Apparently he locked himself in a motel room and his apartment for a month and kept a diary with images and dialogue which helped him get into the mindset to portray one of the greatest villains of all time.
In his Oscar winning performance in Ray, Jamie Foxx wore prosthetic eyelids 15 hours a day while filming.
In Les Miserables, Anne Hathaway shaved her head and lost 11kg to play the prostitute Fantine.
While Rami Malek spent countless hours watching the Live Aid concert and hired movement coaches to nail those famous Freddy Mercury moves in Bohemian Rhapsody.
All actors have different methods for getting into their roles.
Now I may not be anywhere near their league and I am preparing for an amateur theatre company show, not an Oscar-winning role, but that’s not to say I am any less committed.

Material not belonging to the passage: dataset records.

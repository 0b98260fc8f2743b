use clap::Parser;
use std::sync::Arc;
use tracing::{info, Level};
use tracing_subscriber::FmtSubscriber;

use curata_api::{EngineConfig, RestApi, TasteEngine};
use curata_core::{Clock, SystemClock};
use curata_session::SessionStore;
use curata_source::{
    ArticSource, CachedSource, CandidateSource, MemoryProfileStore, ProfileStore, SyntheticSource,
};

/// An active taste-preference engine for art recommendation
#[derive(Parser, Debug)]
#[command(name = "curata")]
#[command(about = "Elicit taste through pairwise choices, rank art to match", long_about = None)]
struct Args {
    /// HTTP API port
    #[arg(long, default_value_t = 8080)]
    http_port: u16,

    /// Serve the deterministic synthetic pool instead of the live catalog
    #[arg(long)]
    offline: bool,

    /// Log level
    #[arg(long, default_value = "info")]
    log_level: String,
}

#[tokio::main]
async fn main() -> anyhow::Result<()> {
    let args = Args::parse();

    let log_level = match args.log_level.as_str() {
        "trace" => Level::TRACE,
        "debug" => Level::DEBUG,
        "info" => Level::INFO,
        "warn" => Level::WARN,
        "error" => Level::ERROR,
        _ => Level::INFO,
    };

    let subscriber = FmtSubscriber::builder()
        .with_max_level(log_level)
        .finish();
    tracing::subscriber::set_global_default(subscriber)?;

    info!("Starting curata v{}", env!("CARGO_PKG_VERSION"));
    info!("HTTP API port: {}", args.http_port);

    let clock: Arc<dyn Clock> = Arc::new(SystemClock);
    let store = SessionStore::new(clock.clone());
    let source: Arc<dyn CandidateSource> = if args.offline {
        info!("Offline mode: serving the synthetic candidate pool");
        Arc::new(SyntheticSource::new())
    } else {
        Arc::new(CachedSource::new(ArticSource::new(), clock.clone()))
    };
    let profiles: Arc<dyn ProfileStore> = Arc::new(MemoryProfileStore::new());

    let engine = Arc::new(TasteEngine::new(
        store,
        source,
        profiles,
        clock,
        EngineConfig::default(),
    ));
    info!("Engine initialized");

    let engine_http = engine.clone();
    let http_port = args.http_port;
    let http_handle = std::thread::spawn(move || {
        info!("Starting HTTP server on port {}", http_port);
        let sys = actix_web::rt::System::new();
        sys.block_on(async {
            if let Err(e) = RestApi::start(engine_http, http_port).await {
                eprintln!("HTTP server error: {}", e);
            }
        })
    });

    info!("curata started successfully");
    info!("HTTP API: http://localhost:{}/", args.http_port);

    tokio::select! {
        _ = tokio::signal::ctrl_c() => {
            info!("Shutdown signal received");
        }
        _ = tokio::task::spawn_blocking(move || {
            http_handle.join().ok();
        }) => {
            info!("HTTP server stopped");
        }
    }

    info!("Shutting down...");
    Ok(())
}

My self-doubting mind still believes I was given the role of Morticia in The Addams Family by accident, so now I must do everything in my power to do the lead role justice before the directors discover their terrible mistake.
So thankfully while I do not have to dye my hair jet black (thank God for wigs), I have been getting into character in other ways.

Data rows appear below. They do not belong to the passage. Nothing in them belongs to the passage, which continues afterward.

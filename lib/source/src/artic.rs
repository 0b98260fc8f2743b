//! Art Institute of Chicago candidate source
//!
//! Queries the public search API once per requested style, maps catalog
//! records onto the taste taxonomies, and returns a shuffled pool. Only
//! public-domain records with an image survive the mapping. Per-style
//! failures are tolerated with a warning; the engine treats a thin pool the
//! same way it treats any other short fetch.

use async_trait::async_trait;
use rand::seq::SliceRandom;
use serde::Deserialize;
use tracing::warn;

use curata_core::{ArtworkCandidate, Error, Facet, Medium, Result, Style};

use crate::CandidateSource;

const ARTIC_SEARCH_ENDPOINT: &str = "https://api.artic.edu/api/v1/artworks/search";
const ARTIC_FIELDS: &str =
    "id,title,artist_title,style_titles,classification_titles,image_id,is_public_domain";
const USER_AGENT: &str = "curata taste onboarding";

/// Styles queried when the user has not narrowed the filter yet.
const DEFAULT_STYLES: [Style; 3] = [Style::Modern, Style::Impressionist, Style::Abstract];

const MIN_PER_STYLE: usize = 5;

#[derive(Debug, Deserialize)]
struct SearchResponse {
    #[serde(default)]
    data: Vec<ArticRecord>,
}

#[derive(Debug, Deserialize)]
struct ArticRecord {
    id: u64,
    title: Option<String>,
    artist_title: Option<String>,
    style_titles: Option<Vec<String>>,
    classification_titles: Option<Vec<String>>,
    image_id: Option<String>,
    #[serde(default)]
    is_public_domain: bool,
}

pub struct ArticSource {
    client: reqwest::Client,
    endpoint: String,
}

impl Default for ArticSource {
    fn default() -> Self {
        Self::new()
    }
}

impl ArticSource {
    #[must_use]
    pub fn new() -> Self {
        Self {
            client: reqwest::Client::new(),
            endpoint: ARTIC_SEARCH_ENDPOINT.to_string(),
        }
    }

    /// Point the source at a different endpoint, for tests against a local
    /// stub server.
    #[must_use]
    pub fn with_endpoint(mut self, endpoint: impl Into<String>) -> Self {
        self.endpoint = endpoint.into();
        self
    }

    async fn query(&self, style: Style, limit: usize) -> Result<Vec<ArticRecord>> {
        let limit = limit.to_string();
        let response = self
            .client
            .get(&self.endpoint)
            .header(reqwest::header::USER_AGENT, USER_AGENT)
            .header(reqwest::header::ACCEPT, "application/json")
            .query(&[
                ("q", style_query(style)),
                ("fields", ARTIC_FIELDS),
                ("limit", limit.as_str()),
            ])
            .send()
            .await
            .map_err(|e| Error::Source(e.to_string()))?;

        if !response.status().is_success() {
            return Err(Error::Source(format!(
                "artic api returned status {}",
                response.status()
            )));
        }

        let body: SearchResponse = response
            .json()
            .await
            .map_err(|e| Error::Source(e.to_string()))?;
        Ok(body.data)
    }
}

#[async_trait]
impl CandidateSource for ArticSource {
    async fn fetch(&self, styles: &[Style], desired: usize) -> Result<Vec<ArtworkCandidate>> {
        let queried: Vec<Style> = if styles.is_empty() {
            DEFAULT_STYLES.to_vec()
        } else {
            styles.to_vec()
        };
        let per_style = MIN_PER_STYLE.max(desired.div_ceil(queried.len()));

        let mut aggregated: Vec<ArtworkCandidate> = Vec::new();
        for style in &queried {
            match self.query(*style, per_style).await {
                Ok(records) => {
                    for record in records {
                        let Some(candidate) = candidate_from_record(record, styles) else {
                            continue;
                        };
                        if !aggregated.iter().any(|existing| existing.id == candidate.id) {
                            aggregated.push(candidate);
                        }
                    }
                }
                Err(err) => {
                    warn!(style = style.label(), %err, "artic style query failed");
                }
            }
        }

        aggregated.shuffle(&mut rand::rng());
        aggregated.truncate(desired);
        Ok(aggregated)
    }
}

/// Search term for a style; a couple of labels need rephrasing to match
/// catalog vocabulary.
fn style_query(style: Style) -> &'static str {
    match style {
        Style::AfricanIndigenous => "African OR Indigenous patterns",
        other => other.label(),
    }
}

fn candidate_from_record(record: ArticRecord, requested: &[Style]) -> Option<ArtworkCandidate> {
    let image_id = record.image_id.as_deref()?;
    if !record.is_public_domain {
        return None;
    }

    let mut styles = styles_from_titles(record.style_titles.as_deref().unwrap_or_default());
    if styles.is_empty() && !requested.is_empty() {
        styles = requested.to_vec();
    }
    let mediums = mediums_from_classifications(
        record.classification_titles.as_deref().unwrap_or_default(),
    );

    let artist_id = record
        .artist_title
        .clone()
        .unwrap_or_else(|| format!("artist_{}", record.id));
    let image_url = format!(
        "https://www.artic.edu/iiif/2/{image_id}/full/843,/0/default.jpg"
    );

    let mut candidate = ArtworkCandidate::from_facets(
        record.id.to_string(),
        artist_id,
        Vec::new(),
        mediums,
        styles,
    )
    .with_image_url(image_url);
    candidate.title = record.title;
    candidate.artist_title = record.artist_title;
    Some(candidate)
}

/// Match catalog style titles onto the taxonomy by substring in either
/// direction, case-insensitively.
fn styles_from_titles(titles: &[String]) -> Vec<Style> {
    let normalized: Vec<String> = titles.iter().map(|t| t.trim().to_lowercase()).collect();
    Style::all()
        .iter()
        .copied()
        .filter(|style| {
            let label = style.label().to_lowercase();
            normalized
                .iter()
                .any(|title| title.contains(&label) || label.contains(title.as_str()))
        })
        .collect()
}

fn mediums_from_classifications(classifications: &[String]) -> Vec<Medium> {
    let normalized: Vec<String> = classifications.iter().map(|c| c.to_lowercase()).collect();
    Medium::all()
        .iter()
        .copied()
        .filter(|medium| {
            medium_keywords(*medium)
                .iter()
                .any(|keyword| normalized.iter().any(|value| value.contains(keyword)))
        })
        .collect()
}

fn medium_keywords(medium: Medium) -> &'static [&'static str] {
    match medium {
        Medium::Painting => &["painting", "paintings"],
        Medium::Sculpture => &["sculpture", "sculptures"],
        Medium::StreetArt => &["street"],
        Medium::WoodCarving => &["wood", "carving"],
        Medium::Photography => &["photo", "photograph", "photography"],
    }
}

And one of the hardest parts of becoming this morbidly macabre matriarch is not smiling.
And when I say that, I mean not smiling with my teeth. Which is something I always do.
Morticia never really smiles; but she has this deadpan wit which comes with a knowing smirk.

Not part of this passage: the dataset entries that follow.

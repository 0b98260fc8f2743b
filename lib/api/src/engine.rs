//! Engine orchestration
//!
//! Ties the session store, candidate source, and core algorithms into the
//! three engine operations: start, next, finish. External fetch failures
//! are never fatal here; the deterministic synthetic pool stands in so the
//! selector and scorer always have something to operate on.

use ahash::AHashMap;
use parking_lot::Mutex;
use rand::rngs::StdRng;
use rand::SeedableRng;
use std::sync::Arc;
use tracing::{debug, info, warn};

use curata_core::{
    build_summary, exposure_counts, last_winner_artist, learn_user_embedding, rank, score_pool,
    seen_attributes, select_next_pair, skip_count, uncertainty_scores, ArtworkCandidate, Clock,
    DeclaredSelections, Error, LearnerConfig, PreferenceVectors, Result, ScoringWeights,
    SelectionContext, Style,
};
use curata_session::SessionStore;
use curata_source::{CandidateSource, ProfileStore};

use crate::types::{
    BlendWeights, FinishRequest, FinishResponse, NextRequest, NextResponse, PresentedPair,
    StartRequest, StartResponse,
};

/// Engine policy knobs. All of these are configuration, not structure.
#[derive(Debug, Clone, Copy)]
pub struct EngineConfig {
    pub total_rounds: u32,
    pub max_skips: usize,
    /// Distinct styles that must appear before the diversity guard relaxes.
    pub required_unique_styles: usize,
    /// Pool size requested from the candidate source on refresh.
    pub candidate_count: usize,
    /// Size of the placeholder id list a session starts with.
    pub start_pool_size: usize,
    pub weights: ScoringWeights,
    pub learner: LearnerConfig,
}

impl Default for EngineConfig {
    fn default() -> Self {
        Self {
            total_rounds: 7,
            max_skips: 1,
            required_unique_styles: 3,
            candidate_count: 90,
            start_pool_size: 12,
            weights: ScoringWeights::default(),
            learner: LearnerConfig::default(),
        }
    }
}

/// The taste preference engine.
///
/// Stateless between calls apart from the session store. Assumes sequential
/// use per session id; racing rounds on one session are last-writer-wins on
/// history.
pub struct TasteEngine {
    store: SessionStore,
    source: Arc<dyn CandidateSource>,
    profiles: Arc<dyn ProfileStore>,
    clock: Arc<dyn Clock>,
    config: EngineConfig,
    rng: Mutex<StdRng>,
}

impl TasteEngine {
    #[must_use]
    pub fn new(
        store: SessionStore,
        source: Arc<dyn CandidateSource>,
        profiles: Arc<dyn ProfileStore>,
        clock: Arc<dyn Clock>,
        config: EngineConfig,
    ) -> Self {
        Self {
            store,
            source,
            profiles,
            clock,
            config,
            rng: Mutex::new(StdRng::from_os_rng()),
        }
    }

    /// Replace the entropy-seeded generator with a fixed seed so pair
    /// selection becomes reproducible.
    #[must_use]
    pub fn with_seed(self, seed: u64) -> Self {
        Self {
            rng: Mutex::new(StdRng::seed_from_u64(seed)),
            ..self
        }
    }

    pub fn store(&self) -> &SessionStore {
        &self.store
    }

    /// Open a new onboarding session.
    pub async fn start(&self, req: StartRequest) -> Result<StartResponse> {
        if req.user_id.trim().is_empty() {
            return Err(Error::InvalidRequest("userId is required".to_string()));
        }

        let preferences = req
            .preference_vectors
            .map(|partial| partial.merged())
            .unwrap_or_else(PreferenceVectors::empty);
        let candidate_ids: Vec<String> = (0..self.config.start_pool_size)
            .map(|i| format!("art_{:03}", i + 1))
            .collect();

        let record = self.store.create(&req.user_id, candidate_ids, preferences);
        info!(session_id = %record.id, user_id = %record.user_id, "taste session started");

        Ok(StartResponse {
            session_id: record.id,
            candidate_ids: record.candidate_ids,
            expires_at: record.expires_at,
        })
    }

    /// Record the authoritative history and produce the next comparison
    /// pair.
    pub async fn next(&self, req: NextRequest) -> Result<NextResponse> {
        if req.session_id.is_empty() {
            return Err(Error::InvalidRequest("sessionId is required".to_string()));
        }
        let session = self
            .store
            .get(&req.session_id)
            .ok_or_else(|| Error::SessionNotFound(req.session_id.clone()))?;
        let mut session = self.store.replace_history(&session.id, req.history)?;

        let styles: Vec<Style> = if req.styles.is_empty() {
            session.active_styles.clone().unwrap_or_default()
        } else {
            req.styles
        };

        if session.candidates.is_none() || session.styles_changed(&styles) {
            match self.source.fetch(&styles, self.config.candidate_count).await {
                Ok(fetched) if fetched.len() >= 2 => {
                    session = self.store.set_candidates(&session.id, fetched, styles)?;
                }
                Ok(fetched) => {
                    warn!(
                        session_id = %session.id,
                        got = fetched.len(),
                        "candidate fetch too thin, keeping previous pool"
                    );
                }
                Err(err) => {
                    warn!(session_id = %session.id, %err, "candidate fetch failed, using synthetic pool");
                }
            }
        }

        let pool: Vec<ArtworkCandidate> = match &session.candidates {
            Some(candidates) if candidates.len() >= 2 => candidates.clone(),
            _ => ArtworkCandidate::synthetic_pool(&session.candidate_ids),
        };

        let exposure = exposure_counts(&session.history);
        let uncertainty = uncertainty_scores(&pool, &exposure);
        let by_id: AHashMap<&str, &ArtworkCandidate> =
            pool.iter().map(|c| (c.id.as_str(), c)).collect();
        let (seen_styles, seen_artists) = seen_attributes(&session.history, &by_id);
        debug!(
            session_id = %session.id,
            pool = pool.len(),
            seen_styles = seen_styles.len(),
            seen_artists = seen_artists.len(),
            "selecting next pair"
        );

        let ctx = SelectionContext {
            pool: &pool,
            exposure: &exposure,
            uncertainty: &uncertainty,
            last_artist_id: last_winner_artist(&session.history, &by_id),
            seen_styles: &seen_styles,
            required_unique_styles: self.config.required_unique_styles,
        };
        let pair = {
            let mut rng = self.rng.lock();
            select_next_pair(&ctx, &mut *rng)
        }
        .ok_or_else(|| {
            Error::InsufficientCandidates(format!(
                "cannot form a pair from {} candidates",
                pool.len()
            ))
        })?;

        let anchor = by_id.get(pair.anchor_id.as_str()).ok_or_else(|| {
            Error::Inconsistency(format!("selected id {} missing from pool", pair.anchor_id))
        })?;
        let challenger = by_id.get(pair.challenger_id.as_str()).ok_or_else(|| {
            Error::Inconsistency(format!(
                "selected id {} missing from pool",
                pair.challenger_id
            ))
        })?;

        Ok(NextResponse {
            round: session.history.len() as u32 + 1,
            total_rounds: self.config.total_rounds,
            pair: PresentedPair {
                artwork_a: (*anchor).into(),
                artwork_b: (*challenger).into(),
                allow_skip: skip_count(&session.history) < self.config.max_skips,
            },
            session_id: session.id,
        })
    }

    /// Learn, rank, summarize, and close the session.
    pub async fn finish(&self, req: FinishRequest) -> Result<FinishResponse> {
        if req.session_id.is_empty() {
            return Err(Error::InvalidRequest("sessionId is required".to_string()));
        }
        let session = self
            .store
            .get(&req.session_id)
            .ok_or_else(|| Error::SessionNotFound(req.session_id.clone()))?;

        let selections = DeclaredSelections {
            colors: req.colors,
            mediums: req.mediums,
            styles: req.styles,
        };
        let preferences = PreferenceVectors::from_selections(
            &selections.colors,
            &selections.mediums,
            &selections.styles,
        );

        let pool: Vec<ArtworkCandidate> = match &session.candidates {
            Some(candidates) if !candidates.is_empty() => candidates.clone(),
            _ => ArtworkCandidate::synthetic_pool(&session.candidate_ids),
        };

        let user_vector = learn_user_embedding(&pool, &req.pairs, &self.config.learner);
        let ranked = rank(score_pool(
            &pool,
            &user_vector,
            &preferences,
            &self.config.weights,
        ));

        self.store.mark_complete(&session.id, req.telemetry.clone())?;

        let summary = build_summary(&ranked, &selections, &req.pairs);
        let weights = BlendWeights {
            w_embed: self.config.weights.w1,
            w_attr: self.config.weights.w2,
        };

        let blob = serde_json::json!({
            "tasteTest": {
                "completed": true,
                "completedAt": self.clock.now(),
                "selections": &selections,
                "summary": &summary,
                "userVector": &user_vector,
                "weights": weights,
                "telemetry": &req.telemetry,
            }
        });
        if let Err(err) = self.profiles.save(&session.user_id, blob).await {
            warn!(user_id = %session.user_id, %err, "failed to persist taste completion");
        }

        info!(session_id = %session.id, "taste session completed");
        Ok(FinishResponse {
            session_id: session.id,
            summary,
            user_vector,
            weights,
        })
    }
}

Although her gestures are very subdued, she is anything but.
Morticia is fiercely strong and a passionate lover. But it’s her eyes that do the talking. They say eyes are the window to the soul and this is definitely the case for ’Tish.
So imagining channelling all those emotions into just one part of the body. It’s bloody hard.
Especially when I probably have the biggest and loudest laugh I know.
And when I smile, I show all my pearly whites. Because after two years of wearing braces — costing my parents thousands of dollars — I am never hiding my teeth again.
Well, until now. Oh and the time I got my passport photo.
Not realising there was a no-smile rule, I didn’t have time to practise a ‘I’m still happy even though I’m not smiling’ expression so I end up looking drunk, terrified or just angry.
Hence the resting bitch face phenomenon.
Yes, the no-smile rule is proving very difficult.
The director is constantly at me, screeching ‘Don’t smile!’ or ‘No teeth!’.
I have to fight the urge to flash my choppers every time a cast member says or does something funny. Which, in this show, is most of the time.
So I have taken to smirking rather than smiling wherever I go, including work. And while I am getting strange looks and ‘why do you look like the cat that ate the canary?’ or ‘are you flirting with me?’ comments, it’s what you do for theatre. Who knows, it might even get me a date?
Anyhoo, another of Morticia’s idiosyncrasies is her speech pattern.
She has a deep and sultry tone, which has come surprisingly easy to me, but the musical is set in New York, so I also need to master a north-eastern rhotic American accent.
Which is not coming so easy.
And so my sweet-as-pie colleague Charmayne, whose years of home-schooling has seen her mimic her mother’s American accent, has come to the rescue.
She is now teaching me the finer (or not so) art of how to speak like a Yank.
The only other thing left to do is embrace Morticia’s morbid side, so a night spent at the Echuca cemetery could be on the cards.